● EXERCISE GOAL: Show each line of the entries below in which the word "sandbox" appears.

Collected data entries:
---

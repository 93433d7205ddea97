//! Screening configuration loaded from the environment.
//!
//! Every threshold and window the engine uses lives in one of the value
//! objects below and is passed explicitly to the component that needs it.
//! Nothing reads global state, so two passes with different settings can run
//! side by side.

use crate::error::ConfigError;
use crate::indicators::registry::IndicatorRegistry;
use crate::models::rules::{NoteRule, ScoringRule};
use crate::signals::rules::{default_note_rules, default_rules};
use serde::{Deserialize, Serialize};
use std::env;
use std::str::FromStr;

pub const DEFAULT_CONCURRENCY: usize = 8;

/// Upper bound of the star scale.
pub const STAR_CEILING: u8 = 5;

/// Get the current environment (`APP_ENV`, defaults to "sandbox")
pub fn get_environment() -> String {
    env::var("APP_ENV").unwrap_or_else(|_| "sandbox".to_string())
}

/// How far back VWAP accumulates.
#[derive(Debug, Clone, Copy, PartialEq, Eq, Serialize, Deserialize)]
#[serde(rename_all = "snake_case")]
pub enum VwapWindow {
    /// Trailing `n` bars.
    Rolling(usize),
    /// Every bar in the fetched series.
    Session,
}

impl FromStr for VwapWindow {
    type Err = String;

    fn from_str(s: &str) -> Result<Self, Self::Err> {
        match s.trim().to_ascii_lowercase().as_str() {
            "session" => Ok(VwapWindow::Session),
            other => other
                .parse::<usize>()
                .map(VwapWindow::Rolling)
                .map_err(|e| e.to_string()),
        }
    }
}

#[derive(Debug, Clone, PartialEq, Serialize, Deserialize)]
pub struct IndicatorConfig {
    pub rvol_period: usize,
    /// Trailing bars scanned for the peak RVOL.
    pub peak_rvol_window: usize,
    pub cmf_period: usize,
    pub mfi_period: usize,
    pub rsi_period: usize,
    pub sma_period: usize,
    pub vwap: VwapWindow,
    /// Window of the average volume the safety filter checks.
    pub liquidity_period: usize,
    pub bollinger_period: usize,
    pub bollinger_std_dev: f64,
    /// Bars shown on a chart, on top of the indicator lookback.
    pub chart_window: usize,
}

impl Default for IndicatorConfig {
    fn default() -> Self {
        Self {
            rvol_period: 20,
            peak_rvol_window: 14,
            cmf_period: 20,
            mfi_period: 14,
            rsi_period: 14,
            sma_period: 200,
            vwap: VwapWindow::Rolling(20),
            liquidity_period: 20,
            bollinger_period: 20,
            bollinger_std_dev: 2.0,
            chart_window: 250,
        }
    }
}

impl IndicatorConfig {
    /// Bars needed for every configured indicator to be defined.
    pub fn required_lookback(&self) -> usize {
        IndicatorRegistry::all()
            .into_iter()
            .map(|kind| IndicatorRegistry::lookback(kind, self))
            .chain([self.bollinger_period])
            .max()
            .unwrap_or(1)
    }

    pub fn validate(&self) -> Result<(), ConfigError> {
        let windows = [
            ("rvol_period", self.rvol_period),
            ("peak_rvol_window", self.peak_rvol_window),
            ("cmf_period", self.cmf_period),
            ("mfi_period", self.mfi_period),
            ("rsi_period", self.rsi_period),
            ("sma_period", self.sma_period),
            ("liquidity_period", self.liquidity_period),
            ("bollinger_period", self.bollinger_period),
            ("chart_window", self.chart_window),
        ];
        for (name, value) in windows {
            if value == 0 {
                return Err(ConfigError::ZeroWindow { name });
            }
        }
        if self.vwap == VwapWindow::Rolling(0) {
            return Err(ConfigError::ZeroWindow { name: "vwap" });
        }
        check_threshold("bollinger_std_dev", self.bollinger_std_dev)
    }
}

#[derive(Debug, Clone, PartialEq, Serialize, Deserialize)]
pub struct SafetyConfig {
    pub min_price: f64,
    pub min_avg_volume: f64,
    /// Minimum average traded value (`avg_volume * close`), if enforced.
    pub min_avg_turnover: Option<f64>,
    pub min_history_bars: usize,
}

impl Default for SafetyConfig {
    fn default() -> Self {
        Self {
            min_price: 60.0,
            min_avg_volume: 100_000.0,
            min_avg_turnover: Some(2_000_000_000.0),
            min_history_bars: 21,
        }
    }
}

impl SafetyConfig {
    pub fn validate(&self) -> Result<(), ConfigError> {
        check_threshold("min_price", self.min_price)?;
        check_threshold("min_avg_volume", self.min_avg_volume)?;
        if let Some(turnover) = self.min_avg_turnover {
            check_threshold("min_avg_turnover", turnover)?;
        }
        Ok(())
    }
}

#[derive(Debug, Clone, PartialEq, Serialize, Deserialize)]
pub struct ScoringConfig {
    pub rules: Vec<ScoringRule>,
    #[serde(default)]
    pub notes: Vec<NoteRule>,
    pub max_stars: u8,
}

impl Default for ScoringConfig {
    fn default() -> Self {
        Self {
            rules: default_rules(),
            notes: default_note_rules(),
            max_stars: 5,
        }
    }
}

impl ScoringConfig {
    pub fn validate(&self) -> Result<(), ConfigError> {
        if !(1..=STAR_CEILING).contains(&self.max_stars) {
            return Err(ConfigError::InvalidMaxStars(self.max_stars));
        }
        if self.rules.is_empty() {
            return Err(ConfigError::EmptyRuleTable);
        }
        if let Some(rule) = self.rules.iter().find(|r| r.conditions.is_empty()) {
            return Err(ConfigError::EmptyRule(rule.name.clone()));
        }
        Ok(())
    }
}

#[derive(Debug, Clone, PartialEq, Serialize, Deserialize)]
pub struct ScreenerConfig {
    pub indicators: IndicatorConfig,
    pub safety: SafetyConfig,
    pub scoring: ScoringConfig,
    /// Maximum tickers in flight at once. 1 runs the pass sequentially.
    pub concurrency: usize,
}

impl Default for ScreenerConfig {
    fn default() -> Self {
        Self {
            indicators: IndicatorConfig::default(),
            safety: SafetyConfig::default(),
            scoring: ScoringConfig::default(),
            concurrency: DEFAULT_CONCURRENCY,
        }
    }
}

impl ScreenerConfig {
    /// Build a config from `SCREENER_*` environment variables layered over
    /// the defaults.
    pub fn from_env() -> Result<Self, ConfigError> {
        let defaults = Self::default();
        let ind = defaults.indicators;
        let safety = defaults.safety;

        let indicators = IndicatorConfig {
            rvol_period: env_or("SCREENER_RVOL_PERIOD", ind.rvol_period)?,
            peak_rvol_window: env_or("SCREENER_PEAK_RVOL_WINDOW", ind.peak_rvol_window)?,
            cmf_period: env_or("SCREENER_CMF_PERIOD", ind.cmf_period)?,
            mfi_period: env_or("SCREENER_MFI_PERIOD", ind.mfi_period)?,
            rsi_period: env_or("SCREENER_RSI_PERIOD", ind.rsi_period)?,
            sma_period: env_or("SCREENER_SMA_PERIOD", ind.sma_period)?,
            vwap: env_or("SCREENER_VWAP_WINDOW", ind.vwap)?,
            liquidity_period: env_or("SCREENER_LIQUIDITY_PERIOD", ind.liquidity_period)?,
            bollinger_period: env_or("SCREENER_BOLLINGER_PERIOD", ind.bollinger_period)?,
            bollinger_std_dev: env_or("SCREENER_BOLLINGER_STD_DEV", ind.bollinger_std_dev)?,
            chart_window: env_or("SCREENER_CHART_WINDOW", ind.chart_window)?,
        };

        let min_avg_turnover = match env::var("SCREENER_MIN_AVG_TURNOVER") {
            Ok(raw) if matches!(raw.trim(), "off" | "none" | "") => None,
            Ok(raw) => Some(parse_env("SCREENER_MIN_AVG_TURNOVER", &raw)?),
            Err(_) => safety.min_avg_turnover,
        };

        let config = Self {
            indicators,
            safety: SafetyConfig {
                min_price: env_or("SCREENER_MIN_PRICE", safety.min_price)?,
                min_avg_volume: env_or("SCREENER_MIN_AVG_VOLUME", safety.min_avg_volume)?,
                min_avg_turnover,
                min_history_bars: env_or("SCREENER_MIN_HISTORY_BARS", safety.min_history_bars)?,
            },
            scoring: defaults.scoring,
            concurrency: env_or("SCREENER_CONCURRENCY", defaults.concurrency)?,
        };
        config.validate()?;
        Ok(config)
    }

    pub fn validate(&self) -> Result<(), ConfigError> {
        self.indicators.validate()?;
        self.safety.validate()?;
        self.scoring.validate()?;
        // Tickers past the history gate must have a defined liquidity average
        if self.safety.min_history_bars < self.indicators.liquidity_period {
            return Err(ConfigError::HistoryBelowLiquidityWindow {
                min_history_bars: self.safety.min_history_bars,
                liquidity_period: self.indicators.liquidity_period,
            });
        }
        if self.concurrency == 0 {
            return Err(ConfigError::ZeroConcurrency);
        }
        Ok(())
    }

    /// Bars to request from the data provider.
    pub fn required_lookback(&self) -> usize {
        self.indicators
            .required_lookback()
            .max(self.safety.min_history_bars)
    }

    /// Bars to request for a chart: the lookback plus the display window,
    /// so every displayed bar has its indicators defined.
    pub fn chart_lookback(&self) -> usize {
        self.required_lookback() + self.indicators.chart_window
    }
}

fn check_threshold(name: &'static str, value: f64) -> Result<(), ConfigError> {
    if value.is_finite() && value >= 0.0 {
        Ok(())
    } else {
        Err(ConfigError::InvalidThreshold { name, value })
    }
}

fn env_or<T: FromStr>(key: &str, default: T) -> Result<T, ConfigError> {
    match env::var(key) {
        Ok(raw) => parse_env(key, &raw),
        Err(_) => Ok(default),
    }
}

fn parse_env<T: FromStr>(key: &str, raw: &str) -> Result<T, ConfigError> {
    raw.trim().parse().map_err(|_| ConfigError::InvalidEnv {
        key: key.to_string(),
        value: raw.to_string(),
    })
}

---

● RESPONSE AREA:
/// Get the current environment (`APP_ENV`, defaults to "sandbox")
    env::var("APP_ENV").unwrap_or_else(|_| "sandbox".to_string())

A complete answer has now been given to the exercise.